The recurrent laryngeal nerve (RLN) is a branch of the vagus nerve that supplies muscles of the larynx. There are two – right and left, in the human body.
The nerves emerge from the vagus nerve at the level of the arch of aorta, and then travel up the side of the trachea to the larynx. The right and left nerves are not symmetrical. The left nerve loops under the arch, and the right nerve travels upwards.
The extreme detour of the recurrent laryngeal nerves, about 4.6 metres (15 ft) in the case of giraffes, is evidence of evolution. The nerve’s route would have been direct in the fish-like ancestors of modern tetrapods, traveling from the brain, past the heart, to the gills (as it does in modern fish).
Over the course of evolution, as the neck extended, and the heart became lower in the body, the laryngeal nerve was caught on the wrong side of the heart.
Natural selection gradually lengthened the nerve by tiny increments to accommodate, resulting in the circuitous route now observed.
Adapted from Recurrent_laryngeal_nerve, Wikipedia
Why Evolution Is True, by Jerry A. Coyne, Viking Adult, 2009
One of nature’s worst designs is shown by the recurrent laryngeal nerve of mammals. Running from the brain to the larynx, this nerve helps us speak and swallow. The curious thing is that it is much longer than it needs to be. Rather than taking a direct route from the brain to the larynx, a distance of about a foot in humans, the nerve runs down into our chest, loops around the aorta and a ligament derived from an artery, and then travels back up to connect to the larynx. It winds up being three feet long. In giraffes the nerve takes a similar path, but one that runs all the way down that long neck and back up again: a distance fifteen feet longer than the direct route! When I first heard about this strange nerve, I had trouble believing it. Wanting to see for myself, I mustered up my courage to make a trip to the human anatomy lab and inspect my first corpse. An obliging professor showed me the nerve, tracing its course with a pencil down the torso and back up to the throat.
This circuitous path of the recurrent laryngeal nerve is not only poor design, but might even be maladaptive. That extra length makes it more prone to injury. It can, for example, be damaged by a blow to the chest, making it hard to talk or swallow. But the pathway makes sense when we understand how the recurrent laryngeal nerve evolved. Like the mammalian aorta itself, it descends from those branchial arches of our fishlike ancestors. In the early fishlike embryos of all vertebrates, the nerve runs from top to bottom alongside the blood vessel of the sixth branchial arch; it is a branch of the larger vagus nerve that travels along the back from the brain. And in adult fish, the nerve remains in that position, connecting the brain to the gills and helping them pump water.
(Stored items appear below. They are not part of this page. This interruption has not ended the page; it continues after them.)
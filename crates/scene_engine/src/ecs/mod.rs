//! Entity-Component-System implementation
//!
//! A small single-threaded ECS: generational entities, one storage per
//! component type, deferred deletion and refresh notifications.

pub mod component;
pub mod components;
pub mod entity;
pub mod storage;
pub mod system;
pub mod systems;
pub mod world;

pub use component::Component;
pub use entity::Entity;
pub use system::System;
pub use world::World;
During our evolution, the blood vessel from the fifth arch disappeared, and the vessels from the fourth and sixth arches moved downward into the future torso so that they could become the aorta and a ligament connecting the aorta to the pulmonary artery. But the laryngeal nerve, still behind the sixth arch, had to remain connected to the embryonic structures that become the larynx, structures that remained near the brain. As the future aorta evolved backward toward the heart, the laryngeal nerve was forced to evolve backward along with it. It would have been more efficient for the nerve to detour around the aorta, breaking and then re-forming itself on a more direct course, but natural selection couldn’t manage that, for severing and rejoining a nerve is a step that reduces fitness. To keep up with the backward evolution of the aorta, the laryngeal nerve had to become long and recurrent. And that evolutionary path is recapitulated during development, since as embryos we begin with the ancestral fishlike pattern of nerves and blood vessels. In the end, we’re left with bad design.